Additionally, the patient’s IGF-1 was at the upper limit of normal at the follow-up. There was no GH secretion detected by the OGTT, including repeated values over time. In August 2023, she had regular menses at 28-day intervals, lasting for five days, and no other complaints under weekly 0.5 mg of cabergoline. The laboratory values (Table 1) and the hormonal testing (Table 2) indicated normal prolactin levels of 12.23 ng/mL (normal range between 3.34 and 26.72 ng/mL), and a stationary pituitary tumor was revealed by a computed tomography scan, of 6.2 by 2.7 mm. Despite recommendations of continuing with a low dose of cabergoline, the subject’s decision was to stop it. Yet, lifelong surveillance is mandatory and, in case the lady intends to conceive in her 40s, a re-starting of the dopamine agonist is most likely needed.


4. Discussion
4.1. Prolactin role with respect to menstrual cycle
There is clear evidence linking hyperprolactinemia to irregular menstruation. The suppression of the pulsatile GnRH is the mechanism proposed for amenorrhea. Raising the prolactin level suppresses LH from being secreted and inhibits ovulation during the menstrual cycle(11). Furthermore, an inadequate luteal phase can lead to infertility, even in cases where menstruation is normal, likewise in those who were infertile, but had normal menstruation and hyperprolactinemia(12). In women with hyperprolactinemia, various manifestations of menstrual disorders have been observed, including oligomenorrhea, bleeding between cycles, polymenorrhea and hypermenorrhea(13).
Additionally, it has been observed that, paradoxically, IGF-1 concentrations may rise with long-term cabergoline therapy in some female patients(14). Suppression of prolactin secretion by cabergoline might likely allow hormone hypersecretion from GH-secreting cells that do not respond to cabergoline(15). Hence, there is an ongoing debate on how long-term cabergoline therapy impacts serum IGF-1 levels in patients confirmed with this type of PitNETs(16). Other endocrine tumors and autoimmune conditions, besides GH producing PitNETs, might also influence the levels of IGF-1 and prolactin(17-19).

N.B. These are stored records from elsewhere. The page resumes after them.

//! Runtime value types for records and condition operands
//!
//! The `Value` enum represents everything a record field or a condition
//! operand can hold, similar to JSON values.

use serde::{Deserialize, Serialize};
use std::collections::BTreeMap;
use std::fmt;

/// Runtime value type
#[derive(Debug, Clone, PartialEq, Serialize, Deserialize)]
#[serde(untagged)]
pub enum Value {
    /// Null value
    Null,
    /// Boolean value
    Bool(bool),
    /// Number value (f64 for simplicity, handles both int and float)
    Number(f64),
    /// String value
    String(String),
    /// Array of values
    Array(Vec<Value>),
    /// Object (key-value map)
    Object(BTreeMap<String, Value>),
}

impl Value {
    /// Name of the variant, used in diagnostics
    pub fn type_name(&self) -> &'static str {
        match self {
            Value::Null => "null",
            Value::Bool(_) => "bool",
            Value::Number(_) => "number",
            Value::String(_) => "string",
            Value::Array(_) => "array",
            Value::Object(_) => "object",
        }
    }

    pub fn is_null(&self) -> bool {
        matches!(self, Value::Null)
    }

    /// Scalars are everything except arrays and objects. Null counts as scalar.
    pub fn is_scalar(&self) -> bool {
        !matches!(self, Value::Array(_) | Value::Object(_))
    }

    pub fn as_str(&self) -> Option<&str> {
        match self {
            Value::String(s) => Some(s),
            _ => None,
        }
    }

    /// Text of a string, number or bool, as it is matched by LIKE
    pub fn as_text(&self) -> Option<String> {
        match self {
            Value::String(s) => Some(s.clone()),
            Value::Number(n) => Some(n.to_string()),
            Value::Bool(b) => Some(b.to_string()),
            _ => None,
        }
    }

    pub fn as_f64(&self) -> Option<f64> {
        match self {
            Value::Number(n) => Some(*n),
            _ => None,
        }
    }

    pub fn as_array(&self) -> Option<&[Value]> {
        match self {
            Value::Array(items) => Some(items),
            _ => None,
        }
    }

    pub fn as_object(&self) -> Option<&BTreeMap<String, Value>> {
        match self {
            Value::Object(map) => Some(map),
            _ => None,
        }
    }

    /// Serialize to a compact JSON string
    pub fn to_json_string(&self) -> String {
        // Value only holds JSON-representable data; NaN/inf numbers become null.
        serde_json::to_string(self).unwrap_or_else(|_| "null".to_string())
    }
}

impl fmt::Display for Value {
    fn fmt(&self, f: &mut fmt::Formatter<'_>) -> fmt::Result {
        match self {
            Value::Null => write!(f, "null"),
            Value::Bool(b) => write!(f, "{}", b),
            Value::Number(n) => write!(f, "{}", n),
            Value::String(s) => write!(f, "\"{}\"", s),
            Value::Array(_) | Value::Object(_) => write!(f, "{}", self.to_json_string()),
        }
    }
}

impl From<bool> for Value {
    fn from(b: bool) -> Self {
        Value::Bool(b)
    }
}

impl From<f64> for Value {
    fn from(n: f64) -> Self {
        Value::Number(n)
    }
}

impl From<i64> for Value {
    fn from(n: i64) -> Self {
        Value::Number(n as f64)
    }
}

impl From<i32> for Value {
    fn from(n: i32) -> Self {
        Value::Number(n as f64)
    }
}

impl From<&str> for Value {
    fn from(s: &str) -> Self {
        Value::String(s.to_string())
    }
}

impl From<String> for Value {
    fn from(s: String) -> Self {
        Value::String(s)
    }
}

impl<T: Into<Value>> From<Vec<T>> for Value {
    fn from(items: Vec<T>) -> Self {
        Value::Array(items.into_iter().map(Into::into).collect())
    }
}

impl From<serde_json::Value> for Value {
    fn from(json: serde_json::Value) -> Self {
        match json {
            serde_json::Value::Null => Value::Null,
            serde_json::Value::Bool(b) => Value::Bool(b),
            serde_json::Value::Number(n) => n.as_f64().map(Value::Number).unwrap_or(Value::Null),
            serde_json::Value::String(s) => Value::String(s),
            serde_json::Value::Array(items) => {
                Value::Array(items.into_iter().map(Value::from).collect())
            }
            serde_json::Value::Object(map) => {
                Value::Object(map.into_iter().map(|(k, v)| (k, Value::from(v))).collect())
            }
        }
    }
}
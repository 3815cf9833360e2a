//! Field Lookup Utilities
//!
//! Navigation of nested record values along a resolved path.

use gatekeep_core::Value;

/// Follow `path` through nested objects and arrays.
///
/// Numeric segments index into arrays. A non-numeric segment applied to an
/// array fans out over its elements and collects every hit into a list, so
/// `addresses.city` over an array of address objects yields all cities.
/// Returns `None` when nothing is found along the path.
pub(crate) fn navigate(value: &Value, path: &[String]) -> Option<Value> {
    let Some((head, rest)) = path.split_first() else {
        return Some(value.clone());
    };

    match value {
        Value::Object(map) => match map.get(head) {
            Some(child) => navigate(child, rest),
            None => {
                tracing::trace!("field '{}' not found", head);
                None
            }
        },
        Value::Array(items) => {
            if let Ok(index) = head.parse::<usize>() {
                return items.get(index).and_then(|item| navigate(item, rest));
            }
            let mut hits = Vec::new();
            for item in items {
                match navigate(item, path) {
                    Some(Value::Array(nested)) => hits.extend(nested),
                    Some(Value::Null) | None => {}
                    Some(hit) => hits.push(hit),
                }
            }
            if hits.is_empty() {
                None
            } else {
                Some(Value::Array(hits))
            }
        }
        _ => {
            tracing::trace!("cannot access '{}' on {}", head, value.type_name());
            None
        }
    }
}

#[cfg(test)]
mod tests {
    use super::*;

    fn path(segments: &[&str]) -> Vec<String> {
        segments.iter().map(|s| s.to_string()).collect()
    }

    fn record() -> Value {
        Value::from(serde_json::json!({
            "name": "Alice",
            "profile": {"age": 30, "verified": true},
            "addresses": [
                {"city": "Exampleville", "zip": "1"},
                {"city": "Otherton"}
            ],
            "tags": ["vip", "beta"]
        }))
    }

    #[test]
    fn test_navigate_simple() {
        assert_eq!(navigate(&record(), &path(&["name"])), Some(Value::from("Alice")));
    }

    #[test]
    fn test_navigate_nested() {
        assert_eq!(
            navigate(&record(), &path(&["profile", "verified"])),
            Some(Value::from(true))
        );
    }

    #[test]
    fn test_navigate_missing() {
        assert_eq!(navigate(&record(), &path(&["profile", "email"])), None);
        assert_eq!(navigate(&record(), &path(&["name", "first"])), None);
    }

    #[test]
    fn test_navigate_array_index() {
        assert_eq!(
            navigate(&record(), &path(&["addresses", "1", "city"])),
            Some(Value::from("Otherton"))
        );
        assert_eq!(navigate(&record(), &path(&["addresses", "5", "city"])), None);
    }

    #[test]
    fn test_navigate_array_fan_out() {
        assert_eq!(
            navigate(&record(), &path(&["addresses", "city"])),
            Some(Value::from(vec!["Exampleville", "Otherton"]))
        );
        assert_eq!(
            navigate(&record(), &path(&["addresses", "zip"])),
            Some(Value::from(vec!["1"]))
        );
        assert_eq!(navigate(&record(), &path(&["addresses", "country"])), None);
    }

    #[test]
    fn test_navigate_whole_array() {
        assert_eq!(
            navigate(&record(), &path(&["tags"])),
            Some(Value::from(vec!["vip", "beta"]))
        );
    }
}
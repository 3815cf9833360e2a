//! Masking statements example
//!
//! This example demonstrates:
//! - UPDATE and DELETE generation located by a condition
//! - Nested-field masking per dialect, including whole-struct replacement
//! - Structured updates for NULL assignments on BigQuery
//! - Per-partition statement replication

use anyhow::Result;
use gatekeep_sdk::{ConditionNode, Dialect, DependencyGate, GateConfig, Operator, UpdateStatement, Value};
use serde_json::json;
use std::collections::BTreeMap;

const PARTITIONED: &str = r#"
dialect: bigquery
catalog:
  partitioning:
    customer:
      time_based:
        field: created_at
        start: "2024-01-01"
        end: "2024-01-31"
        interval: "10 DAY"
"#;

fn show(label: &str, statement: &UpdateStatement) {
    match statement {
        UpdateStatement::Text(query) => {
            println!("{}: {}", label, query.sql_text);
            println!("  params: {}", json!(query.parameters));
        }
        UpdateStatement::Structured(update) => {
            println!("{}: structured update of {}", label, update.table);
            println!("  values: {}", json!(update.values));
            println!("  where:  {}", update.where_sql);
        }
    }
}

fn main() -> Result<()> {
    tracing_subscriber::fmt()
        .with_env_filter(
            tracing_subscriber::EnvFilter::try_from_default_env()
                .unwrap_or_else(|_| "gatekeep_sql=debug".into()),
        )
        .init();

    println!("=== Masking Statements ===\n");

    let locator = ConditionNode::leaf("email", Operator::Eq, "customer-1@example.com")?;
    let mut masks = BTreeMap::new();
    masks.insert("name".to_string(), Value::Null);
    masks.insert("profile.phone".to_string(), Value::from("***"));

    let current_row: Value = json!({
        "name": "Jane",
        "profile": {"phone": "555-0100", "city": "Exampleville"}
    })
    .into();

    for dialect in [Dialect::Postgres, Dialect::MySql, Dialect::SqlServer, Dialect::BigQuery] {
        let gate = DependencyGate::new(GateConfig::new().with_dialect(dialect));
        let statement = gate.translator().generate_masking_stmt(
            "customer",
            &masks,
            &locator,
            Some(&current_row),
        )?;
        show(dialect.as_str(), &statement);
    }

    println!();
    let gate = DependencyGate::from_yaml(PARTITIONED)?;
    let mut values = BTreeMap::new();
    values.insert("email".to_string(), Value::from("redacted"));
    for (i, statement) in gate
        .translator()
        .partitioned_update_stmts("customer", &values, &locator)?
        .iter()
        .enumerate()
    {
        show(&format!("partition {}", i), statement);
    }

    for query in gate.translator().partitioned_delete_stmts("customer", &locator)? {
        println!("{}", query.sql_text);
    }

    Ok(())
}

4.2. Drug interferences with prolactin levels
In this case, the patient used oral contraceptives before the actual diagnosis of a prolactinoma. Whether this is prone in masking a prolactinoma, it is a matter of debate and, once the confirmation of a prolactin secreting PitNET is done, the use of estroprogestives is no longer recommended(20,21). On the other hand, noncompliance to dopamine analogues, as it was finally registered in this case, might bring not only an increased prolactin and a tumor growth, but also long-term negative effects of untreated early hypogonadism. Of note, apart from glucocorticoids exposure and primary hyperparathyroidism, this stands for a most common cause of trabecular bone score and bone mineral density deterioration(22,23). Notably, the patient was also followed amid the years of COVID-19 pandemic whereas compliance to long standing strategies in the field of endocrine and nonendocrine conditions had been affected(24,25). Alternatively, young patients with prolactinomas who are candidates to lifelong medical therapy might undergo surgery for PitNET, including in individuals who develop a lack of adherence in taking cabergoline for years, apart from the cases with macroadenomas that display local compressive effects(26,27).
5. Conclusions
Secondary amenorrhea represents a common element that is found during the evaluation done by endocrinologists and obstetricians/gynecologists. Hyperprolactinemia should be taken into consideration as an alternative differential diagnosis. The treatment of this disorder can be essential for these women to have regular menses.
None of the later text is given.